The theme of “Breaking Down Walls” was present in the conference’s smaller panels and conversations as well. Breakout sessions focused on creating bilingual work, serving young people with autism, training teaching artists to be trauma-informed, supporting parents who work in TYA, and creating more leadership opportunities for students and early-career professionals in the field. Sessions also focused on adaptation, co-production, theatre for the very young, and immersive work.
Other speakers broke down distinctions between TYA and “grown-up” theatre by speaking to issues that are relevant throughout the theatre world. Stephanie Ybarra and Jacob G. Padrón, new artistic directors of Baltimore Center Stage and New Haven, Conn.’s Long Wharf Theatre, respectively, spoke about their work with the Artists’ Anti-Racism Coalition. The group, which Ybarra and Padrón co-founded with Roberta Pereira and David Roberts, has facilitated conversations and led trainings about undoing racism and making more space in the field for people of color, working specifically with artistic directors, funders, artists, critics, and other leaders in the theatre world. “We’re not sitting on the boards of Off-Broadway theatres, so we can’t hire and fire leadership, but we can appeal to leadership who make the hiring decisions, who make the casting decisions,” said Ybarra.
Ybarra and Padrón also presented data that the Coalition had collected, highlighting how playwrights and directors of color still aren’t getting anywhere near the same number of opportunities as white artists at large Off-Broadway theatres. According to Ybarra and Padrón, the data has spurred many of the theatres in question to actively make changes in the way they think about season planning. The two also noted that anti-racist work is a continual process, as opposed to a means toward an achievable goal. “The four of us, we talk about how we’re not ever gonna be woke,” said Padron. “The work is a lifelong journey—you are always learning.”
The final keynote was given by playwright and best-selling author Pearl Cleage, who gave a poetic reflection on her coming of age during the Civil Rights movement, her desire for multiple generations of activists to work together, and her belief in the power of theatre. “It is my feeling that what we do as artists, and as theatre artists specifically, has never been more critical to the survival of our nation, and our world,” she said. She also gestured toward the importance of TYA by emphasizing that we must all work to build a better world for future generations. “What if the care and raising of healthy, happy, peaceful, literate babies was at the center of every public policy decision, not just here, but all over the world?” she asked. “Everything would change at every level, wouldn’t it? It would have to!”

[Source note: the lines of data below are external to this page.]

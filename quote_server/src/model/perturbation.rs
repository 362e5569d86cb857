//! Sources of per-tick relative price changes.
//!
//! The generator owns one `Perturbation`. Production uses `UniformPerturbation`, a
//! uniform draw from `[-max_change, +max_change]` backed by its own `StdRng`; passing a
//! seed makes the walk reproducible. `FixedPerturbation` returns the same change every
//! time and is handy for freezing prices.

use rand::rngs::StdRng;
use rand::{Rng, SeedableRng};

/// Default relative change bound per tick (±0.1%).
pub const DEFAULT_MAX_CHANGE: f64 = 0.001;

/// Produces the relative change applied to one symbol on one tick.
pub trait Perturbation: Send {
    fn next_change(&mut self) -> f64;
}

/// Uniform random walk step.
pub struct UniformPerturbation {
    rng: StdRng,
    max_change: f64,
}

impl UniformPerturbation {
    /// Seeded from the OS entropy source.
    pub fn new(max_change: f64) -> Self {
        Self {
            rng: StdRng::from_os_rng(),
            max_change: max_change.abs(),
        }
    }

    /// Deterministic sequence for a given seed.
    pub fn seeded(max_change: f64, seed: u64) -> Self {
        Self {
            rng: StdRng::seed_from_u64(seed),
            max_change: max_change.abs(),
        }
    }
}

impl Perturbation for UniformPerturbation {
    fn next_change(&mut self) -> f64 {
        self.rng.random_range(-self.max_change..=self.max_change)
    }
}

/// Always returns the wrapped change.
#[derive(Debug, Clone, Copy)]
pub struct FixedPerturbation(pub f64);

impl Perturbation for FixedPerturbation {
    fn next_change(&mut self) -> f64 {
        self.0
    }
}
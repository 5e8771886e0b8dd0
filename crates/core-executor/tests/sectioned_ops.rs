//! Sectioned operation-executor behaviour against the fake manager:
//! piecewise eviction, targeted restore, the relocation fallback, and the
//! checksum swap round-trip.

mod common;

use common::{PlainManager, SectionedManager};
use core_executor::{MemoryManager, MemoryOperationExecutor};
use core_layout::MemoryLayout;
use core_status::{MemoryStatus, SectionStatus, Tensor, TensorKind};
use std::sync::Arc;

fn setup(
    device_capacity: usize,
    tensor_size: usize,
    plan: &[usize],
) -> (Arc<MemoryStatus>, MemoryOperationExecutor, Arc<SectionedManager>) {
    let manager = Arc::new(SectionedManager::new(device_capacity).with_align(1));
    let layout = Arc::new(MemoryLayout::new(&manager.memory_info()));
    let status = Arc::new(MemoryStatus::new());
    let mut tensor = Tensor::new("t", tensor_size, TensorKind::Inout);
    if !plan.is_empty() {
        tensor.apply_section_plan(plan).unwrap();
    }
    status.register_tensor(tensor).unwrap();
    let ops = MemoryOperationExecutor::new(layout, manager.clone() as Arc<dyn MemoryManager>);
    (status, ops, manager)
}

#[test]
fn partial_swap_out_evicts_front_sections() {
    let (status, ops, manager) = setup(8192, 4096, &[1024, 1024, 1024, 1024]);
    let mut tensor = status.reference_tensor("t").unwrap();
    ops.allocate(&mut tensor).unwrap();
    tensor.set_assigned().unwrap();

    ops.swap_out(&mut tensor, 3072).unwrap();
    assert_eq!(tensor.device_size(), 1024);
    assert_eq!(tensor.host_size(), 3072);
    assert_eq!(manager.device_in_use(), 1024);
    assert_eq!(manager.host_in_use(), 3072);
    // Allocation collapsed the planned chain; the partial eviction split it
    // back into an evicted front and a resident tail.
    assert_eq!(tensor.section_count(), 2);
    assert!(ops.layout().verify_tiling());
}

#[test]
fn targeted_copy_in_restores_into_old_slots() {
    let (status, ops, manager) = setup(8192, 4096, &[1024, 1024, 1024, 1024]);
    let mut tensor = status.reference_tensor("t").unwrap();
    ops.allocate(&mut tensor).unwrap();
    tensor.set_assigned().unwrap();

    ops.swap_out(&mut tensor, 2048).unwrap();
    assert_eq!(tensor.device_size(), 2048);

    // Nothing intrudes into the vacated range, so targeted allocation wins
    // and the tensor reassembles in place.
    ops.swap_in(&mut tensor, 4096).unwrap();
    assert_eq!(tensor.device_size(), 4096);
    assert_eq!(tensor.host_size(), 0);
    assert_eq!(tensor.section_count(), 1);
    assert_eq!(tensor.first_section().status, SectionStatus::Device);
    assert_eq!(manager.device_in_use(), 4096);
    assert_eq!(manager.host_in_use(), 0);
    assert!(ops.layout().verify_tiling());
}

#[test]
fn salloc_failure_relocates_whole_tensor() {
    // 6144 of device: tensor residue (1024) + intruder (2048) leave 3072
    // free, so relocation must first evict the residue.
    let (status, ops, manager) = setup(6144, 4096, &[1024, 1024, 1024, 1024]);
    let mut tensor = status.reference_tensor("t").unwrap();
    ops.allocate(&mut tensor).unwrap();
    tensor.set_assigned().unwrap();

    ops.swap_out(&mut tensor, 3072).unwrap();
    assert_eq!(tensor.device_size(), 1024);

    // An intruder claims the vacated front range.
    let intruder = manager.allocate_device(2048).unwrap();
    ops.layout().record_alloc(intruder, 2048, "intruder").unwrap();

    ops.swap_in(&mut tensor, 4096).unwrap();
    assert_eq!(tensor.section_count(), 1, "relocation merges the chain");
    assert_eq!(tensor.first_section().status, SectionStatus::Device);
    assert_eq!(tensor.device_size(), 4096);
    assert_eq!(tensor.host_size(), 0);
    assert_eq!(manager.device_in_use(), 4096 + 2048);
    assert_eq!(manager.host_in_use(), 0);
    assert!(ops.layout().verify_tiling());
}

#[test]
fn swap_round_trip_preserves_payload() {
    let (status, ops, manager) = setup(4096, 1024, &[]);
    let mut tensor = status.reference_tensor("t").unwrap();
    ops.allocate(&mut tensor).unwrap();
    tensor.set_assigned().unwrap();

    let device = tensor.first_section().device_address.unwrap();
    manager.write_device(device, 0xFEED_C0DE);

    ops.copy_out(&mut tensor, 1024).unwrap();
    ops.free_device(&mut tensor, 1024).unwrap();
    assert_eq!(tensor.first_section().status, SectionStatus::Host);

    ops.copy_in(&mut tensor, 1024).unwrap();
    ops.free_host(&mut tensor, 1024).unwrap();
    let section = tensor.first_section();
    assert_eq!(section.status, SectionStatus::Device);
    let restored = section.device_address.unwrap();
    assert_eq!(manager.read_device(restored), Some(0xFEED_C0DE));
}

#[test]
fn default_strategy_handles_single_section_tensors() {
    let manager = Arc::new(PlainManager::new(4096));
    let layout = Arc::new(MemoryLayout::new(&manager.memory_info()));
    let status = Arc::new(MemoryStatus::new());
    status
        .register_tensor(Tensor::new("t", 1024, TensorKind::Inout))
        .unwrap();
    let ops = MemoryOperationExecutor::new(layout, manager.clone() as Arc<dyn MemoryManager>);

    let mut tensor = status.reference_tensor("t").unwrap();
    ops.allocate(&mut tensor).unwrap();
    tensor.set_assigned().unwrap();

    ops.swap_out(&mut tensor, 1024).unwrap();
    assert_eq!(tensor.first_section().status, SectionStatus::Host);
    assert_eq!(manager.0.device_in_use(), 0);

    ops.swap_in(&mut tensor, 1024).unwrap();
    assert_eq!(tensor.first_section().status, SectionStatus::Device);
    assert_eq!(manager.0.device_in_use(), 1024);
    assert_eq!(manager.0.host_in_use(), 0);
}

#[test]
fn copy_out_splits_at_requested_size() {
    let (status, ops, _manager) = setup(8192, 4096, &[]);
    let mut tensor = status.reference_tensor("t").unwrap();
    ops.allocate(&mut tensor).unwrap();
    tensor.set_assigned().unwrap();

    // Evicting 1000 of 4096 bytes splits the single section.
    ops.swap_out(&mut tensor, 1000).unwrap();
    assert_eq!(tensor.section_count(), 2);
    assert_eq!(tensor.first_section().status, SectionStatus::Host);
    assert_eq!(tensor.first_section().size, 1000);
    assert_eq!(tensor.last_section().status, SectionStatus::Device);
    assert_eq!(tensor.device_size(), 3096);
    assert!(ops.layout().verify_tiling());
}

#[test]
fn fragment_rides_along_with_the_allocation() {
    let (status, ops, manager) = setup(4096, 1024, &[]);
    {
        let mut tensor = status.reference_tensor("t").unwrap();
        tensor.set_fragment_size(512);
        ops.allocate(&mut tensor).unwrap();
        assert!(tensor.fragment().address.is_some(), "fragment placed");
    }
    assert_eq!(manager.device_in_use(), 1024 + 512);
    assert!(ops.layout().verify_tiling());

    let mut tensor = status.reference_tensor("t").unwrap();
    ops.fuse(&mut tensor).unwrap();
    assert!(tensor.fragment().address.is_none());
    assert_eq!(manager.device_in_use(), 1024);

    // Freeing the data range with the fragment still planned but unplaced
    // must not trip over it.
    tensor.set_assigned().unwrap();
    ops.free_device(&mut tensor, 1024).unwrap();
    assert_eq!(manager.device_in_use(), 0);
    assert!(ops.layout().verify_tiling());
}

#[test]
fn oversized_request_is_rejected() {
    let (status, ops, _manager) = setup(8192, 1024, &[]);
    let mut tensor = status.reference_tensor("t").unwrap();
    assert!(ops.copy_in(&mut tensor, 2048).is_err());
}
#[cfg(test)]
mod tests {
    use super::*;
    use core_events::MemoryEvent;
    use core_status::{Operator, Tensor, TensorKind};

    fn graph() -> Arc<MemoryStatus> {
        let status = MemoryStatus::new();
        for name in ["t1", "t2", "t3"] {
            status
                .register_tensor(Tensor::new(name, 1024, TensorKind::Inout))
                .unwrap();
        }
        for (op, tensor) in [("o1", "t1"), ("o2", "t2"), ("o3", "t3")] {
            status
                .register_operator(Operator::new(op).with_tensor(tensor))
                .unwrap();
        }
        Arc::new(status)
    }

    fn profile_iteration_1(events: &EventStore, with_swapout: bool) {
        events.new_iteration();
        for (op, tensor) in [("o1", "t1"), ("o2", "t2"), ("o3", "t3")] {
            events.submit(MemoryEvent::new(
                op,
                tensor,
                1024,
                MemoryEventKind::Allocate,
                Stage::Forward,
            ));
            events.submit(MemoryEvent::new(
                op,
                tensor,
                1024,
                MemoryEventKind::Access,
                Stage::Forward,
            ));
        }
        if with_swapout {
            // Emergency eviction of t1 while o3 allocated.
            events.submit(MemoryEvent::new(
                "o3",
                "t1",
                1024,
                MemoryEventKind::Swapout,
                Stage::Forward,
            ));
        }
        for (op, tensor) in [("o3", "t3"), ("o2", "t2"), ("o1", "t1")] {
            events.submit(MemoryEvent::new(
                op,
                tensor,
                1024,
                MemoryEventKind::Access,
                Stage::Backward,
            ));
            events.submit(MemoryEvent::new(
                op,
                tensor,
                1024,
                MemoryEventKind::Free,
                Stage::Backward,
            ));
        }
    }

    #[test]
    fn silent_during_profiling() {
        let events = Arc::new(EventStore::new());
        let scheduler = FifoScheduler::new(graph(), events.clone(), TriggerMode::Dependency, 16);
        events.new_iteration();
        scheduler.on_new_iteration().unwrap();
        assert!(scheduler.schedule_events().is_none());
    }

    #[test]
    fn zero_deficit_yields_empty_schedule() {
        let events = Arc::new(EventStore::new());
        let scheduler = FifoScheduler::new(graph(), events.clone(), TriggerMode::Dependency, 16);
        profile_iteration_1(&events, false);
        events.new_iteration();
        scheduler.on_new_iteration().unwrap();
        let bundle = scheduler.schedule_events().expect("decision must exist");
        assert!(bundle.is_empty());
    }

    #[test]
    fn deficit_produces_anchored_swap_pair() {
        let events = Arc::new(EventStore::new());
        let scheduler = FifoScheduler::new(graph(), events.clone(), TriggerMode::Dependency, 16);
        profile_iteration_1(&events, true);
        events.new_iteration();
        scheduler.on_new_iteration().unwrap();

        let bundle = scheduler.schedule_events().expect("decision must exist");
        let swapouts = bundle.forward.after("o1");
        assert_eq!(swapouts.len(), 1);
        assert_eq!(swapouts[0].tensor, "t1");
        assert_eq!(swapouts[0].size, 1024);
        assert_eq!(swapouts[0].kind, ScheduleEventKind::Swapout);

        // First backward touch of t1 is o1; the swap-in anchors one step
        // after it in declared order.
        let swapins = bundle.backward.after("o2");
        assert_eq!(swapins.len(), 1);
        assert_eq!(swapins[0].tensor, "t1");
        assert_eq!(swapins[0].kind, ScheduleEventKind::Swapin);
    }

    #[test]
    fn decision_is_made_once() {
        let events = Arc::new(EventStore::new());
        let scheduler = FifoScheduler::new(graph(), events.clone(), TriggerMode::Dependency, 16);
        profile_iteration_1(&events, true);
        events.new_iteration();
        scheduler.on_new_iteration().unwrap();
        let first = scheduler.schedule_events();
        events.new_iteration();
        scheduler.on_new_iteration().unwrap();
        assert_eq!(scheduler.schedule_events(), first);
    }

    #[test]
    fn partial_swap_size_covers_exact_deficit() {
        let events = Arc::new(EventStore::new());
        let status = MemoryStatus::new();
        status
            .register_tensor(Tensor::new("big", 4096, TensorKind::Inout))
            .unwrap();
        status
            .register_operator(Operator::new("o1").with_tensor("big"))
            .unwrap();
        status
            .register_operator(Operator::new("o2").with_tensor("big"))
            .unwrap();
        let status = Arc::new(status);

        events.new_iteration();
        events.submit(MemoryEvent::new(
            "o1",
            "big",
            4096,
            MemoryEventKind::Allocate,
            Stage::Forward,
        ));
        events.submit(MemoryEvent::new(
            "o1",
            "big",
            1500,
            MemoryEventKind::Swapout,
            Stage::Forward,
        ));
        events.submit(MemoryEvent::new(
            "o2",
            "big",
            4096,
            MemoryEventKind::Access,
            Stage::Backward,
        ));
        events.new_iteration();

        let scheduler =
            FifoScheduler::new(status, events.clone(), TriggerMode::Dependency, 16);
        scheduler.on_new_iteration().unwrap();
        let bundle = scheduler.schedule_events().expect("decision must exist");
        let swapouts = bundle.forward.after("o1");
        assert_eq!(swapouts.len(), 1);
        assert_eq!(swapouts[0].size, 1500, "swap size is capped by the deficit");
    }

    #[test]
    fn time_trigger_moves_swapins_to_timepoints() {
        let events = Arc::new(EventStore::new());
        let scheduler = FifoScheduler::new(graph(), events.clone(), TriggerMode::Time, 16);
        profile_iteration_1(&events, true);
        events.new_iteration();
        scheduler.on_new_iteration().unwrap();

        let bundle = scheduler.schedule_events().expect("decision must exist");
        assert!(bundle.backward.execution.is_empty());
        assert_eq!(bundle.backward.timepoint.len(), 1);
        let event = &bundle.backward.timepoint[0];
        assert_eq!(event.tensor, "t1");
        assert!(event.timepoint >= 0);
        // Swap-outs keep their execution anchors.
        assert_eq!(bundle.forward.after("o1").len(), 1);
    }
}
//! Event records, the per-iteration event store, and exporter sinks.
//!
//! Memory events flow from the session into the store and out to the
//! exporters; the scheduler replays them through the store's query
//! sub-language at iteration boundaries. Schedule events travel the other
//! way: computed by the scheduler, bundled with the planner's memory map,
//! replayed by the schedule executor.

pub mod event;
pub mod export;
pub mod schedule;
pub mod store;

pub use event::{
    timestamp_now_us, ExecutionEvent, ExecutionEventKind, MemoryEvent, MemoryEventKind, Stage,
};
pub use export::{
    make_events_exporter, make_schedule_exporter, make_tensors_exporter, EmptyEventsExporter,
    EmptyScheduleExporter, EmptyTensorsExporter, EventsExporter, ExportError, ExportMethod,
    JsonEventsExporter, JsonScheduleExporter, JsonTensorsExporter, ScheduleExporter,
    TensorsExporter,
};
pub use schedule::{ScheduleEvent, ScheduleEventKind, ScheduleEvents, StageScheduleEvents};
pub use store::{EventQuery, EventSet, EventStore};

/// Event-store failures.
#[derive(Debug, thiserror::Error, Clone, PartialEq, Eq)]
pub enum EventError {
    #[error("iteration marker conflict: iteration {0} already recorded")]
    Conflict(u32),
}

pub type EventResult<T> = Result<T, EventError>;
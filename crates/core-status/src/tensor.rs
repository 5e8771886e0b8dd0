//! Tensors and their memory sections.
//!
//! A tensor's payload is tracked as an ordered, gap-free list of sections
//! covering `[0, size)`. Each section moves through the residence state
//! machine independently, which is what lets the executor swap a tensor in
//! and out piecewise. Sections are stored in one vector ordered by offset;
//! neighbour links are positional rather than owning pointers, so splitting
//! and merging are vector insert/remove operations.
//!
//! Residence transitions are enforced here, exhaustively; every caller path
//! (session, schedule worker, defragmenter) goes through these methods, so an
//! illegal transition can only surface as an error, never as silently
//! corrupted bookkeeping.

use crate::{StatusError, StatusResult};

/// Payload category declared by the framework at registration.
#[derive(Debug, Clone, Copy, PartialEq, Eq, Default)]
pub enum TensorKind {
    #[default]
    Inout,
    Weight,
    Workspace,
    Constant,
}

impl TensorKind {
    pub fn as_str(&self) -> &'static str {
        match self {
            TensorKind::Inout => "inout",
            TensorKind::Weight => "weight",
            TensorKind::Workspace => "workspace",
            TensorKind::Constant => "constant",
        }
    }
}

/// Residence of one section.
///
/// `Empty` means device memory is allocated but the framework has not
/// declared a write yet; it carries a device address like `Device` does.
#[derive(Debug, Clone, Copy, PartialEq, Eq, Default)]
pub enum SectionStatus {
    #[default]
    None,
    Empty,
    Device,
    Host,
    Coexist,
}

#[derive(Debug, Clone, Default, PartialEq, Eq)]
pub struct MemorySection {
    pub offset: usize,
    pub size: usize,
    pub status: SectionStatus,
    pub device_address: Option<usize>,
    pub host_address: Option<usize>,
}

impl MemorySection {
    fn new(offset: usize, size: usize) -> Self {
        Self {
            offset,
            size,
            ..Self::default()
        }
    }

    /// Whether the section occupies device memory (allocated or written).
    pub fn on_device(&self) -> bool {
        matches!(
            self.status,
            SectionStatus::Empty | SectionStatus::Device | SectionStatus::Coexist
        )
    }

    /// Whether the section has a host copy.
    pub fn on_host(&self) -> bool {
        matches!(self.status, SectionStatus::Host | SectionStatus::Coexist)
    }
}

/// Trailing padding reserved after the last section to round the tensor's
/// device footprint up to an allocator-friendly boundary. Carries no data.
#[derive(Debug, Clone, Copy, PartialEq, Eq, Default)]
pub enum FragmentStatus {
    #[default]
    None,
    Empty,
}

#[derive(Debug, Clone, Default, PartialEq, Eq)]
pub struct Fragment {
    pub size: usize,
    pub address: Option<usize>,
    pub status: FragmentStatus,
}

#[derive(Debug, Clone)]
pub struct Tensor {
    name: String,
    size: usize,
    kind: TensorKind,
    persistent: bool,
    transient: bool,

    sections: Vec<MemorySection>,
    fragment: Fragment,
}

The TYA/USA Festival & Conference inspired attendees to break down walls on multiple fronts, but perhaps the biggest wall the conference was able to tear down was the one between childhood and adulthood; proving that TYA can spark both child-like wonder and mature conversation, often in the same theatre piece, and that making theatre for children is one of the most sophisticated, serious jobs there is.
Emma Halpern is the co-artistic director of New York City Children’s Theater.